Pond has ambiguous attitudes towards Oakland’s flourishing drug culture, one that contributed heavily to the city’s social devastation.  Madge and all her friends are snorting lines of coke while many of their lives are fragmenting rapidly due to the local drug carnival.  Reality begins to strike when three drug gang members assault Madge in her home, demanding information on a neighbour and her ex-boyfriend due to a drug deal gone wrong.  She drives friends to a methadone clinic in East Oakland, but they cannot escape their addictions.  The rich, friendly couple who begin buying her work turn out to be coke millionaires who want her to do drop-offs.  Even life without drugs remains haunted by memories of drugs, as when Laszlo, having become a cancer patient, tells Madge “Now all my energy goes into being depressed because I can’t hide behind bourbon and speed anymore.” 

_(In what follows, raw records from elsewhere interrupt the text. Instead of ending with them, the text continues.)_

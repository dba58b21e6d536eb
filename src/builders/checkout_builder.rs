//! Working-tree file restoration
//!
//! Restores blob content from a resolved revision into the working tree.
//! Both failure modes validate eagerly: an unresolvable revision fails in
//! `revision()` with the name as the entire error message, and a source path
//! missing from the tree fails in `file()`/`files()` with the relative path
//! as the entire message. `checkout()` then only performs writes.

use crate::areas::repository::Repository;
use crate::artifacts::database::database_entry::DatabaseEntry;
use crate::artifacts::objects::object_id::ObjectId;
use crate::builders::revision::resolve_tree_oid;
use std::path::PathBuf;

/// One validated (source-in-tree, destination-on-disk) mapping
#[derive(Debug)]
struct CheckoutTarget {
    source: PathBuf,
    destination: PathBuf,
    entry: DatabaseEntry,
}

/// Builder for restoring files from a revision
pub struct CheckoutBuilder<'r> {
    repository: &'r Repository,
    tree_oid: Option<ObjectId>,
    targets: Vec<CheckoutTarget>,
    backup: bool,
}

impl std::fmt::Debug for CheckoutBuilder<'_> {
    fn fmt(&self, f: &mut std::fmt::Formatter<'_>) -> std::fmt::Result {
        f.debug_struct("CheckoutBuilder")
            .field("tree_oid", &self.tree_oid)
            .field("targets", &self.targets)
            .field("backup", &self.backup)
            .finish_non_exhaustive()
    }
}

impl<'r> CheckoutBuilder<'r> {
    pub fn new(repository: &'r Repository) -> Self {
        CheckoutBuilder {
            repository,
            tree_oid: None,
            targets: Vec::new(),
            backup: false,
        }
    }

    /// Resolve `name` to the tree to restore from
    ///
    /// Fails immediately when the name does not resolve; the error message is
    /// exactly the unresolved name.
    pub fn revision(mut self, name: &str) -> anyhow::Result<Self> {
        self.tree_oid = Some(resolve_tree_oid(self.repository, name)?);
        Ok(self)
    }

    /// Record one source-to-destination mapping
    ///
    /// The source path is validated against the resolved tree now; a missing
    /// path fails with the relative source path as the entire error message.
    pub fn file(
        mut self,
        source: impl Into<PathBuf>,
        destination: impl Into<PathBuf>,
    ) -> anyhow::Result<Self> {
        let source = source.into();
        let tree_oid = self
            .tree_oid
            .as_ref()
            .ok_or_else(|| anyhow::anyhow!("no revision configured"))?;

        let entry = self
            .repository
            .database()
            .find_entry(tree_oid, &source)?
            .filter(|entry| !entry.is_tree())
            .ok_or_else(|| anyhow::anyhow!("{}", source.display()))?;

        self.targets.push(CheckoutTarget {
            source,
            destination: destination.into(),
            entry,
        });

        Ok(self)
    }

    /// Record several mappings; the first missing source fails the call
    pub fn files(
        self,
        pairs: impl IntoIterator<Item = (PathBuf, PathBuf)>,
    ) -> anyhow::Result<Self> {
        pairs
            .into_iter()
            .try_fold(self, |builder, (source, destination)| {
                builder.file(source, destination)
            })
    }

    /// Keep displaced destination files as `<name>.orig` backups
    pub fn backup(mut self, enabled: bool) -> Self {
        self.backup = enabled;
        self
    }

    /// Write every recorded mapping into the working tree
    ///
    /// Parent directories are created as needed and the destination's
    /// executable bit follows the tree entry's mode. With backups enabled the
    /// displaced file is renamed aside before the new content lands, so it
    /// stays on disk for as long as the original is being replaced.
    pub fn checkout(self) -> anyhow::Result<()> {
        let workspace = self.repository.workspace();

        for target in &self.targets {
            let blob = self
                .repository
                .database()
                .parse_object_as_blob(&target.entry.oid)?
                .ok_or_else(|| anyhow::anyhow!("{}", target.source.display()))?;

            if self.backup && workspace.exists(&target.destination) {
                let kept = workspace.backup_file(&target.destination)?;
                tracing::debug!(
                    "backed up {} to {}",
                    target.destination.display(),
                    kept.display()
                );
            }

            workspace.write_file(
                &target.destination,
                blob.content(),
                target.entry.mode.as_u32(),
            )?;
        }

        Ok(())
    }
}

Despite the traumas, there is a wistful tone to the close of this warm memoir.  Madge leaves town, headed for New York and a burgeoning career.  Oakland fades into memories that mix pain and pleasure, a scene for Pond’s bildungsroman.  Yet there are remaining questions since the real-life Oakland is a home, not only a memory.  How did Oakland encounter such social difficulties, with firearms violence so intense that the US military trained its battlefield surgeons in Oakland hospital emergency wards?  How did class, race, and capital mix with such toxic results in this city?  In The Customer is Always Wrong these forces seem part of the natural scenery.  They shape a constantly deteriorating urban landscape and its memories, but the narrative addresses them as facts-of-life or individual psychologies rather than as having social causes.  Pond leaves these questions unaddressed and readers will have to explore such issues separately.